Mission d'information Judiciarisation — Réunion du 25 janvier 2022 à 15h00
Audition de Mme Angelika Nussberger professeure de droit constitutionnel à l'université de cologne ancienne juge à la cour européenne des droits de l'homme et M. Mattias Wendel professeur de droit public à l'université de leipzig

Mattias Wendel, professeur de droit public à l'Université de Leipzig :

La question du rôle du pouvoir judiciaire dans la démocratie représentative est à la fois cruciale et fascinante. Il est difficile d'apporter une réponse unique, car il n'existe pas d'absolu en la matière, tout est relatif, tout dépend des pays et des contextes nationaux. Chaque cour s'inscrit dans un contexte institutionnel particulier. Toutes les cours ont toutefois pour mission de faire respecter le droit sans dépasser les limites de leur mandat.
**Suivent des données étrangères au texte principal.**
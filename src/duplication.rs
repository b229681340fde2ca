//! Pairwise file duplication detection
//!
//! For every pair of sufficiently large files, the detector intersects their
//! sets of exact line texts and reports a [`DuplicatePair`] when the overlap
//! ratio reaches the similarity threshold. Candidates are sorted by line
//! count first so pairs whose size ratio alone caps similarity below the
//! threshold are never compared. Pair comparison is read-only and runs on
//! the rayon pool.

use std::collections::HashSet;
use std::fs;
use std::path::{Path, PathBuf};
use std::sync::Arc;

use rayon::prelude::*;
use serde::{Deserialize, Serialize};

use crate::backend::{Backend, BackendContext, BackendReport, BackendResult, BoxFuture};
use crate::issue::{Category, Issue, Location, Severity};
use crate::score::{MetricContribution, MetricKind};

/// Default minimum similarity for a pair to be retained
pub const DEFAULT_SIMILARITY_THRESHOLD: f64 = 0.8;

/// Default minimum file size in characters; smaller files are noise
pub const DEFAULT_MIN_FILE_SIZE: usize = 100;

/// Similarity at or above which a duplication issue is High instead of Medium
const HIGH_SIMILARITY: f64 = 0.95;

/// Two files flagged as near-duplicates
#[derive(Debug, Clone, PartialEq, Serialize, Deserialize)]
pub struct DuplicatePair {
    pub file_a: PathBuf,
    pub file_b: PathBuf,

    /// Shared-line ratio in [0,1]
    pub similarity: f64,

    /// Distinct line texts the two files have in common
    pub shared_lines: usize,

    /// Distinct line count of the larger file
    pub total_lines: usize,
}

/// Pairwise line-similarity engine
#[derive(Debug, Clone)]
pub struct DuplicateDetector {
    threshold: f64,
    min_file_size: usize,
}

impl Default for DuplicateDetector {
    fn default() -> Self {
        Self {
            threshold: DEFAULT_SIMILARITY_THRESHOLD,
            min_file_size: DEFAULT_MIN_FILE_SIZE,
        }
    }
}

struct Candidate {
    path: PathBuf,
    lines: HashSet<String>,
}

impl DuplicateDetector {
    pub fn new(threshold: f64, min_file_size: usize) -> Self {
        Self {
            threshold: threshold.clamp(0.0, 1.0),
            min_file_size,
        }
    }

    /// Read the given files and detect duplicate pairs.
    ///
    /// Unreadable files are skipped with a note; they still count toward the
    /// project-level pair total so the metric reflects the whole file set.
    pub fn detect_files(&self, files: &[PathBuf]) -> (Vec<DuplicatePair>, Vec<String>) {
        let mut notes = Vec::new();
        let mut docs = Vec::new();
        for path in files {
            match fs::read_to_string(path) {
                Ok(content) => docs.push((path.clone(), content)),
                Err(e) => notes.push(format!("skipped unreadable {}: {e}", path.display())),
            }
        }
        (self.detect(&docs), notes)
    }

    /// Detect duplicate pairs in already-loaded file contents
    pub fn detect(&self, docs: &[(PathBuf, String)]) -> Vec<DuplicatePair> {
        let mut candidates: Vec<Candidate> = docs
            .iter()
            .filter(|(_, content)| content.len() > self.min_file_size)
            .map(|(path, content)| Candidate {
                path: path.clone(),
                lines: content.lines().map(str::to_string).collect(),
            })
            .collect();

        // Sort by distinct line count: for i < j, |lines(i)| <= |lines(j)|,
        // so similarity(i, j) can never exceed |lines(i)| / |lines(j)|. The
        // inner window stops at the first j whose size makes that bound fall
        // below the threshold; everything past it is pruned unseen.
        candidates.sort_by(|a, b| {
            a.lines
                .len()
                .cmp(&b.lines.len())
                .then_with(|| a.path.cmp(&b.path))
        });

        let threshold = self.threshold;
        let mut pairs: Vec<DuplicatePair> = candidates
            .par_iter()
            .enumerate()
            .flat_map_iter(|(i, small)| {
                let candidates = &candidates;
                (i + 1..candidates.len())
                    .take_while(move |&j| {
                        let bound =
                            small.lines.len() as f64 / candidates[j].lines.len().max(1) as f64;
                        bound >= threshold
                    })
                    .filter_map(move |j| compare(small, &candidates[j], threshold))
            })
            .collect();

        pairs.sort_by(|a, b| (&a.file_a, &a.file_b).cmp(&(&b.file_a, &b.file_b)));
        pairs
    }

    /// Project-level duplication metric: the share of file pairs that are
    /// not duplicates, as a percentage floored at zero.
    pub fn duplication_metric(pair_count: usize, file_count: usize) -> f64 {
        let total_pairs = file_count.saturating_mul(file_count.saturating_sub(1)) / 2;
        if total_pairs == 0 {
            return 100.0;
        }
        (100.0 * (1.0 - pair_count as f64 / total_pairs as f64)).max(0.0)
    }

    /// Derive one Duplication issue per retained pair
    pub fn issues_from_pairs(pairs: &[DuplicatePair], root: &Path) -> Vec<Issue> {
        pairs
            .iter()
            .map(|pair| {
                let severity = if pair.similarity >= HIGH_SIMILARITY {
                    Severity::High
                } else {
                    Severity::Medium
                };
                let a = pair.file_a.strip_prefix(root).unwrap_or(&pair.file_a);
                let b = pair.file_b.strip_prefix(root).unwrap_or(&pair.file_b);
                Issue::new(
                    "duplication",
                    "duplicate-file",
                    severity,
                    Category::Duplication,
                    a,
                    Location::new(1, 0),
                    format!(
                        "{} shares {} of {} lines with {} ({:.0}% similar)",
                        a.display(),
                        pair.shared_lines,
                        pair.total_lines,
                        b.display(),
                        pair.similarity * 100.0
                    ),
                )
                .with_suggestion("extract the shared logic into one module")
            })
            .collect()
    }
}

fn compare(a: &Candidate, b: &Candidate, threshold: f64) -> Option<DuplicatePair> {
    let shared = a.lines.intersection(&b.lines).count();
    let total = a.lines.len().max(b.lines.len());
    if total == 0 {
        return None;
    }
    let similarity = shared as f64 / total as f64;
    if similarity < threshold {
        return None;
    }
    Some(DuplicatePair {
        file_a: a.path.clone(),
        file_b: b.path.clone(),
        similarity,
        shared_lines: shared,
        total_lines: total,
    })
}

/// The duplication detector behind the backend contract
#[derive(Debug, Default)]
pub struct DuplicationBackend {
    detector: DuplicateDetector,
}

impl DuplicationBackend {
    pub fn new() -> Self {
        Self::default()
    }

    pub fn with_detector(detector: DuplicateDetector) -> Self {
        Self { detector }
    }
}

impl Backend for DuplicationBackend {
    fn name(&self) -> &'static str {
        "duplication"
    }

    fn run(&self, ctx: BackendContext) -> BoxFuture<BackendResult> {
        let detector = self.detector.clone();
        let files = Arc::clone(&ctx.files);
        let project = Arc::clone(&ctx.project);
        Box::pin(async move {
            let handle = tokio::task::spawn_blocking(move || {
                let (pairs, notes) = detector.detect_files(&files);
                let metric = DuplicateDetector::duplication_metric(pairs.len(), files.len());
                let issues = DuplicateDetector::issues_from_pairs(&pairs, project.root());
                BackendReport {
                    issues,
                    metrics: vec![MetricContribution::new(MetricKind::Duplication, metric)],
                    duplicate_pairs: pairs,
                    notes,
                }
            });
            handle.await.map_err(|e| {
                crate::backend::BackendFailure::internal("duplication", e.to_string())
            })
        })
    }
}

#[cfg(test)]
mod tests {
    use super::*;

    fn doc(name: &str, content: &str) -> (PathBuf, String) {
        (PathBuf::from(name), content.to_string())
    }

    /// A body of 50 distinct lines, comfortably above the size floor
    fn fifty_lines() -> String {
        (0..50)
            .map(|i| format!("let value_{i} = compute({i});"))
            .collect::<Vec<_>>()
            .join("\n")
    }

    #[test]
    fn test_identical_files_single_pair_full_similarity() {
        let body = fifty_lines();
        let detector = DuplicateDetector::default();
        let pairs = detector.detect(&[doc("a.rs", &body), doc("b.rs", &body)]);
        assert_eq!(pairs.len(), 1);
        assert_eq!(pairs[0].similarity, 1.0);
        assert_eq!(pairs[0].shared_lines, 50);
        assert_eq!(pairs[0].total_lines, 50);
    }

    #[test]
    fn test_pair_invariants_hold() {
        let body = fifty_lines();
        let mut other: Vec<&str> = body.lines().collect();
        other.truncate(45);
        let other = other.join("\n") + "\nextra_line_one();\nextra_line_two();";

        let detector = DuplicateDetector::default();
        let pairs = detector.detect(&[doc("a.rs", &body), doc("b.rs", &other)]);
        for pair in &pairs {
            assert!(pair.shared_lines <= pair.total_lines);
            assert!((0.0..=1.0).contains(&pair.similarity));
            assert!(pair.similarity >= DEFAULT_SIMILARITY_THRESHOLD);
        }
    }

    #[test]
    fn test_dissimilar_files_not_reported() {
        let a = fifty_lines();
        let b = (0..50)
            .map(|i| format!("const OTHER_{i}: usize = {i};"))
            .collect::<Vec<_>>()
            .join("\n");
        let detector = DuplicateDetector::default();
        assert!(detector.detect(&[doc("a.rs", &a), doc("b.rs", &b)]).is_empty());
    }

    #[test]
    fn test_small_files_skipped() {
        // Identical, but below the 100-character floor
        let body = "fn tiny() {}\nfn other() {}";
        assert!(body.len() <= DEFAULT_MIN_FILE_SIZE);
        let detector = DuplicateDetector::default();
        assert!(detector.detect(&[doc("a.rs", body), doc("b.rs", body)]).is_empty());
    }

    #[test]
    fn test_size_ratio_prunes_hopeless_pairs() {
        // 10 distinct lines vs 100: best possible similarity is 0.1
        let small: String = (0..10).map(|i| format!("short_{i}()\n")).collect();
        let small = small.repeat(2); // push over the size floor without new lines
        let large: String = (0..100).map(|i| format!("short_{i}()\n")).collect();

        let detector = DuplicateDetector::default();
        let pairs = detector.detect(&[doc("small.rs", &small), doc("large.rs", &large)]);
        assert!(pairs.is_empty());
    }

    #[test]
    fn test_duplication_metric() {
        // 3 files -> 3 pairs; 1 duplicate pair -> 66.7%
        let metric = DuplicateDetector::duplication_metric(1, 3);
        assert!((metric - 66.666).abs() < 0.1);

        assert_eq!(DuplicateDetector::duplication_metric(0, 0), 100.0);
        assert_eq!(DuplicateDetector::duplication_metric(0, 1), 100.0);
        // Floored at zero even if every pair is a duplicate
        assert_eq!(DuplicateDetector::duplication_metric(3, 3), 0.0);
    }

    #[test]
    fn test_issue_severity_scales_with_similarity() {
        let body = fifty_lines();
        let detector = DuplicateDetector::default();
        let pairs = detector.detect(&[doc("a.rs", &body), doc("b.rs", &body)]);
        let issues = DuplicateDetector::issues_from_pairs(&pairs, Path::new("."));
        assert_eq!(issues.len(), 1);
        assert_eq!(issues[0].severity, Severity::High);
        assert_eq!(issues[0].category, Category::Duplication);

        let pair = DuplicatePair {
            file_a: "a.rs".into(),
            file_b: "b.rs".into(),
            similarity: 0.85,
            shared_lines: 85,
            total_lines: 100,
        };
        let issues = DuplicateDetector::issues_from_pairs(&[pair], Path::new("."));
        assert_eq!(issues[0].severity, Severity::Medium);
    }

    #[test]
    fn test_detection_is_deterministic() {
        let body = fifty_lines();
        let docs = [
            doc("c.rs", &body),
            doc("a.rs", &body),
            doc("b.rs", &body),
        ];
        let detector = DuplicateDetector::default();
        let first = detector.detect(&docs);
        let second = detector.detect(&docs);
        assert_eq!(first, second);
        assert_eq!(first.len(), 3);
    }
}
Je commencerai par les questions relatives au droit européen. Dans son arrêt du 5 mai 2020, qui a été très discuté, la Cour de Karlsruhe a estimé que la CJUE et la BCE avaient agi ultra vires. Le raisonnement de la Cour était très discutable. La Cour de Karlsruhe a exigé un contrôle plus important de la BCE par la CJUE : la BCE étant indépendante, elle devrait faire l'objet d'un contrôle accru, notamment sur les limites de son mandat. Au-delà du cas d'espèce, l'arrêt remet en question l'idée d'une communauté européenne de droit en général, envoyant le message qu'il ne faut pas toujours se conformer aux arrêts de la CJUE. De ce point de vue, l'arrêt se situe à la pointe d'une longue évolution d'opposition au droit de l'Union européenne. Toutefois je crois que cet arrêt restera exceptionnel. C'est la seule fois où la Cour a constaté un acte ultra vires. Cet arrêt n'a eu aucune conséquence juridique par la suite, le conflit a été réglé politiquement et la Commission européenne a mis fin à la procédure d'infraction.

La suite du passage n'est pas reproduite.